[Stored records]
//! Desired-state applier: fetch, mutate, submit, retry on conflict.
//!
//! The applier is the only path by which stages write objects. It never
//! trusts a previously fetched copy: every attempt starts from a fresh `get`,
//! so a concurrent edit is detected through the concurrency token and the
//! mutation is replayed on top of it instead of overwriting it.

use tracing::{debug, warn};

use crate::error::{ErrorClass, ReconcileError, ReconcileResult, StoreError};
use crate::store::ObjectStore;
use crate::types::context::Context;
use crate::types::object::{ManagedObject, ObjectRef};

pub const DEFAULT_MAX_ATTEMPTS: u32 = 3;

/// What a successful apply did to the store.
#[derive(Debug, Clone, Copy, PartialEq, Eq)]
pub enum ApplyResult {
    Created,
    Updated,
    /// The live object already matched; nothing was submitted.
    Unchanged,
}

/// Idempotent create-or-update with a bounded number of conflict retries.
#[derive(Debug, Clone, Copy)]
pub struct Applier {
    max_attempts: u32,
}

impl Default for Applier {
    fn default() -> Self {
        Applier::new(DEFAULT_MAX_ATTEMPTS)
    }
}

impl Applier {
    pub fn new(max_attempts: u32) -> Self {
        Applier {
            max_attempts: max_attempts.max(1),
        }
    }

    pub fn max_attempts(&self) -> u32 {
        self.max_attempts
    }

    /// Drive the object at `identity` to the shape produced by `mutate`.
    ///
    /// `mutate` receives the live object, or an empty one carrying only the
    /// identity when absent, and edits it in place. It may be called once per
    /// attempt and must produce the same result for the same input. An error
    /// from `mutate` aborts without submitting anything.
    pub fn apply<F>(
        &self,
        store: &dyn ObjectStore,
        ctx: &Context,
        identity: &ObjectRef,
        mut mutate: F,
    ) -> ReconcileResult<ApplyResult>
    where
        F: FnMut(&mut ManagedObject) -> ReconcileResult<()>,
    {
        for attempt in 1..=self.max_attempts {
            let (mut object, existing) = match store.get(ctx, identity) {
                Ok(live) => (live, true),
                Err(StoreError::NotFound(_)) => (ManagedObject::empty(identity.clone()), false),
                Err(e) => return Err(e.into()),
            };
            let token = object.resource_version;
            let before = if existing { Some(object.clone()) } else { None };

            mutate(&mut object)?;
            if object.identity != *identity {
                return Err(ReconcileError::render(
                    identity,
                    format!("mutation moved object to {}", object.identity),
                ));
            }
            object.resource_version = token;

            let submitted = match before {
                None => store.create(ctx, object).map(|_| ApplyResult::Created),
                Some(prev) if prev == object => return Ok(ApplyResult::Unchanged),
                Some(_) => store.update(ctx, object).map(|_| ApplyResult::Updated),
            };

            match submitted {
                Ok(result) => {
                    debug!(object = %identity, ?result, attempt, "applied");
                    return Ok(result);
                }
                Err(e) if e.class() == ErrorClass::Conflict => {
                    debug!(object = %identity, attempt, error = %e, "conflict, refetching");
                }
                // deleted under us between get and update; the refetch recreates it
                Err(StoreError::NotFound(_)) => {
                    debug!(object = %identity, attempt, "vanished before update, refetching");
                }
                Err(e) => return Err(e.into()),
            }
        }

        warn!(object = %identity, attempts = self.max_attempts, "conflict retries exhausted");
        Err(ReconcileError::ConflictRetriesExhausted {
            identity: identity.clone(),
            attempts: self.max_attempts,
        })
    }
}

#[cfg(test)]
mod tests {
    use super::*;
    use crate::store::memory::{MemoryStore, Op, StoreCall};
    use crate::types::object::Kind;
    use serde_json::json;

    fn id() -> ObjectRef {
        ObjectRef::namespaced(Kind::Grafana, "obs", "observability-grafana")
    }

    fn set_replicas(n: u64) -> impl FnMut(&mut ManagedObject) -> ReconcileResult<()> {
        move |obj| {
            obj.set_spec_field("replicas", json!(n));
            Ok(())
        }
    }

    fn stale(identity: ObjectRef) -> StoreError {
        StoreError::StaleToken { identity, submitted: 1, current: 2 }
    }

    #[test]
    fn creates_when_absent() {
        let store = MemoryStore::new();
        let result = Applier::default()
            .apply(&store, &Context::background(), &id(), set_replicas(1))
            .unwrap();
        assert_eq!(result, ApplyResult::Created);
        assert_eq!(store.object(&id()).unwrap().spec, json!({"replicas": 1}));
    }

    #[test]
    fn second_apply_is_a_no_op() {
        let store = MemoryStore::new();
        let applier = Applier::default();
        let ctx = Context::background();
        applier.apply(&store, &ctx, &id(), set_replicas(1)).unwrap();
        let after_first = store.object(&id()).unwrap();
        store.clear_calls();

        let result = applier.apply(&store, &ctx, &id(), set_replicas(1)).unwrap();
        assert_eq!(result, ApplyResult::Unchanged);
        assert_eq!(store.object(&id()).unwrap(), after_first);
        assert_eq!(store.calls(), vec![StoreCall::Get(id())]);
    }

    #[test]
    fn updates_changed_object_with_fetched_token() {
        let store = MemoryStore::with_objects(vec![
            ManagedObject::empty(id()).with_spec(json!({"replicas": 3, "foreign": "kept"})),
        ]);
        let result = Applier::default()
            .apply(&store, &Context::background(), &id(), set_replicas(1))
            .unwrap();
        assert_eq!(result, ApplyResult::Updated);
        assert_eq!(
            store.object(&id()).unwrap().spec,
            json!({"replicas": 1, "foreign": "kept"})
        );
    }

    #[test]
    fn conflict_is_retried_from_fresh_fetch() {
        let store = MemoryStore::with_objects(vec![ManagedObject::empty(id())]);
        store.fail_next(Op::Update, Some(id()), stale(id()));
        let result = Applier::new(3)
            .apply(&store, &Context::background(), &id(), set_replicas(2))
            .unwrap();
        assert_eq!(result, ApplyResult::Updated);
        let gets = store.calls().iter().filter(|c| c.op() == Op::Get).count();
        assert_eq!(gets, 2);
    }

    #[test]
    fn create_race_is_retried_from_fresh_fetch() {
        let store = MemoryStore::new();
        store.fail_next(Op::Create, Some(id()), StoreError::AlreadyExists(id()));
        let result = Applier::default()
            .apply(&store, &Context::background(), &id(), set_replicas(2))
            .unwrap();
        // the injected fault left the store empty, so the retry creates again
        assert_eq!(result, ApplyResult::Created);
    }

    #[test]
    fn not_found_on_update_is_retried_from_fresh_fetch() {
        let store = MemoryStore::with_objects(vec![ManagedObject::empty(id())]);
        store.fail_next(Op::Update, Some(id()), StoreError::NotFound(id()));
        let result = Applier::default()
            .apply(&store, &Context::background(), &id(), set_replicas(2))
            .unwrap();
        // the store still holds the object, so the second attempt updates it
        assert_eq!(result, ApplyResult::Updated);
        assert_eq!(store.object(&id()).unwrap().spec_field("replicas"), Some(&json!(2)));
        let gets = store.calls().iter().filter(|c| c.op() == Op::Get).count();
        assert_eq!(gets, 2);
    }

    /// Deletes the object out from under the first update.
    struct DeletedOnUpdate {
        inner: MemoryStore,
        fired: std::cell::Cell<bool>,
    }

    impl ObjectStore for DeletedOnUpdate {
        fn get(&self, ctx: &Context, identity: &ObjectRef) -> Result<ManagedObject, StoreError> {
            self.inner.get(ctx, identity)
        }

        fn create(
            &self,
            ctx: &Context,
            object: ManagedObject,
        ) -> Result<ManagedObject, StoreError> {
            self.inner.create(ctx, object)
        }

        fn update(
            &self,
            ctx: &Context,
            object: ManagedObject,
        ) -> Result<ManagedObject, StoreError> {
            if !self.fired.replace(true) {
                self.inner.remove(&object.identity);
            }
            self.inner.update(ctx, object)
        }

        fn delete(&self, ctx: &Context, identity: &ObjectRef) -> Result<(), StoreError> {
            self.inner.delete(ctx, identity)
        }

        fn list(
            &self,
            ctx: &Context,
            selector: &crate::types::object::Selector,
        ) -> Result<Vec<ManagedObject>, StoreError> {
            self.inner.list(ctx, selector)
        }
    }

    #[test]
    fn object_deleted_concurrently_is_created_again() {
        let store = DeletedOnUpdate {
            inner: MemoryStore::with_objects(vec![ManagedObject::empty(id())]),
            fired: std::cell::Cell::new(false),
        };
        let result = Applier::default()
            .apply(&store, &Context::background(), &id(), set_replicas(3))
            .unwrap();
        assert_eq!(result, ApplyResult::Created);
        assert_eq!(
            store.inner.object(&id()).unwrap().spec_field("replicas"),
            Some(&json!(3))
        );
    }

    #[test]
    fn vanishing_object_beyond_bound_fails_as_conflict() {
        let store = MemoryStore::with_objects(vec![ManagedObject::empty(id())]);
        for _ in 0..2 {
            store.fail_next(Op::Update, Some(id()), StoreError::NotFound(id()));
        }
        let err = Applier::new(2)
            .apply(&store, &Context::background(), &id(), set_replicas(2))
            .unwrap_err();
        assert_eq!(err.class(), ErrorClass::Conflict);
    }

    #[test]
    fn conflicts_beyond_bound_fail() {
        let store = MemoryStore::with_objects(vec![ManagedObject::empty(id())]);
        for _ in 0..3 {
            store.fail_next(Op::Update, Some(id()), stale(id()));
        }
        let err = Applier::new(3)
            .apply(&store, &Context::background(), &id(), set_replicas(2))
            .unwrap_err();
        assert!(matches!(err, ReconcileError::ConflictRetriesExhausted { attempts: 3, .. }));
        assert_eq!(store.object(&id()).unwrap().spec, serde_json::Value::Null);
    }

    #[test]
    fn external_edit_between_applies_is_restored() {
        let store = MemoryStore::new();
        let applier = Applier::default();
        let ctx = Context::background();
        applier.apply(&store, &ctx, &id(), set_replicas(1)).unwrap();

        let mut drifted = store.object(&id()).unwrap();
        drifted.set_spec_field("replicas", json!(7));
        store.insert(drifted);

        let result = applier.apply(&store, &ctx, &id(), set_replicas(1)).unwrap();
        assert_eq!(result, ApplyResult::Updated);
        assert_eq!(store.object(&id()).unwrap().spec_field("replicas"), Some(&json!(1)));
    }

    #[test]
    fn mutate_error_submits_nothing() {
        let store = MemoryStore::new();
        let err = Applier::default()
            .apply(&store, &Context::background(), &id(), |obj| {
                Err(ReconcileError::render(&obj.identity, "bad template"))
            })
            .unwrap_err();
        assert_eq!(err.class(), ErrorClass::Fatal);
        assert!(store.identities().is_empty());
    }

    #[test]
    fn mutate_may_not_change_identity() {
        let store = MemoryStore::new();
        let err = Applier::default()
            .apply(&store, &Context::background(), &id(), |obj| {
                obj.identity.name = "elsewhere".into();
                Ok(())
            })
            .unwrap_err();
        assert!(matches!(err, ReconcileError::Render { .. }));
    }

    #[test]
    fn transient_errors_are_not_retried() {
        let store = MemoryStore::new();
        store.fail_next(Op::Get, None, StoreError::Unavailable("eof".into()));
        let err = Applier::default()
            .apply(&store, &Context::background(), &id(), set_replicas(1))
            .unwrap_err();
        assert_eq!(err.class(), ErrorClass::Transient);
        assert_eq!(store.call_count(), 1);
    }

    #[test]
    fn zero_attempts_clamped_to_one() {
        assert_eq!(Applier::new(0).max_attempts(), 1);
    }
}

* [What to work on]: In the data above, find each line that uses the string "submitted". Copy it.

* [Exercise output]:
    /// The live object already matched; nothing was submitted.
            let submitted = match before {
            match submitted {
        StoreError::StaleToken { identity, submitted: 1, current: 2 }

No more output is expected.